En quoi le risque incendie de véhicules électriques sur les « car carriers » constitue-t-il une problématique pour l’assurance ?

L’épisode du Felicity Ace en février 2022 a mis en lumière les risques liés à cette typologie de marchandises pour les assureurs maritime et transport. Avant le sinistre, certains opérateurs étaient victimes des téléphones/tablettes qui pouvaient s’auto-combustionner dans les avions. Résultat, les compagnies aériennes ont interdit certaines de ces marchandises en soute. Il y a un avant et un après Felicity Ace puisqu’il s’agit d’un car carrier entier qui a brûlé. Il a fallu plusieurs jours pour venir à bout de l’incendie au large des Açores. Lorsqu’il a été remorqué, le cargo a coulé avec 4000 véhicules de la marque Volkswagen (Bentley, Bugatti). Est-ce que les batteries lithium-ion sont la cause de l’incendie ? La suspicion est très forte et c’est très certainement la cause du sinistre car un nombre non négligeable de véhicules d’occasion étaient à bord. Les batteries lithium-ion sont plus à risque lorsqu’elles sont d’occasion. À la suite du naufrage du Felicity Ace, certains assureurs nous ont signifié leur désengagement en matière d’assurance transport pour les véhicules électriques mais également pour les engins de déplacements personnels motorisés (EDPM) : trottinettes, scooters électriques et gyropodes.

A-t-on une idée de l’ampleur des préjudices économiques et des dommages consécutifs ?

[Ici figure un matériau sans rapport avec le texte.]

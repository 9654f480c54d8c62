//! `gitlab_group_variables`: the CI/CD variables of a group, optionally
//! narrowed to one environment scope.

use crate::client::{Client, fetch_page};
use crate::resource::group_variable::GroupVariableState;
use reconcile::{CancelToken, DataSource, Result, collect_all};
use serde::{Deserialize, Serialize};

pub const KIND: &str = "gitlab_group_variables";

#[derive(Debug, Clone, Deserialize)]
pub struct GroupVariablesQuery {
    pub group: String,
    /// Exact scope to keep; every scope when unset.
    #[serde(default)]
    pub environment_scope: Option<String>,
}

#[derive(Debug, Clone, Serialize)]
pub struct GroupVariableList {
    pub group: String,
    pub variables: Vec<GroupVariableState>,
}

pub struct GroupVariablesLookup {
    client: Client,
}

impl GroupVariablesLookup {
    pub fn new(client: Client) -> Self {
        Self { client }
    }
}

impl DataSource for GroupVariablesLookup {
    type Query = GroupVariablesQuery;
    type Output = GroupVariableList;

    fn kind(&self) -> &'static str {
        KIND
    }

    fn read(&self, query: &GroupVariablesQuery, cancel: &CancelToken) -> Result<GroupVariableList> {
        let group = query.group.as_str();
        let variables = collect_all(cancel, |cursor| {
            fetch_page(&self.client, KIND, group, cursor, |options| {
                self.client.api().list_group_variables(group, options)
            })
        })?;

        // The listing endpoint has no scope filter.
        let variables = variables
            .into_iter()
            .filter(|v| {
                query
                    .environment_scope
                    .as_ref()
                    .is_none_or(|scope| *scope == v.environment_scope)
            })
            .map(|v| GroupVariableState::from_variable(group, v))
            .collect();
        Ok(GroupVariableList {
            group: query.group.clone(),
            variables,
        })
    }
}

Les chiffres du marché font état de 400 à 500 M€ de pertes économiques pour les véhicules électriques du Felicity Ace. Il faut y ajouter l’énorme coût écologique. Un car carrier entier d’une centaine de mètres de long est rempli de fuel et les batteries lithium-ion ne sont pas des produits écologiques. Pour le Freemantle Highway qui a pris feu au large des Pays-Bas dans la nuit du 25 au 26 juillet, il a pu être remorqué jusqu’au port néerlandais d’Eemshaven le 3 août. Sept marins ont sauté par-dessus bord lorsque l’incendie s’est déclaré, et l’un d’eux est décédé. Ce cargo de 18 500 tonnes, battant pavillon panaméen, était parti du port allemand de Bremerhaven pour rejoindre Port-Saïd en Égypte avant de reprendre la route pour Singapour, sa destination finale. Il transportait 3 783 voitures neuves, dont 498 véhicules électriques – BMW, Mercedes, Volkswagen, Porsche, Audi et Lamborghini (1). Les autorités craignaient une catastrophe environnementale, le cargo ayant pris feu à proximité d’une zone écologiquement sensible [mer des Wadden et îles des Wadden, NDLR]. Dans la mesure où il est ancré dans un port, on pourra l’expertiser pour avoir le fin mot du sinistre et démontrer si une batterie électrique lithium-ion est à l’origine de l’incendie.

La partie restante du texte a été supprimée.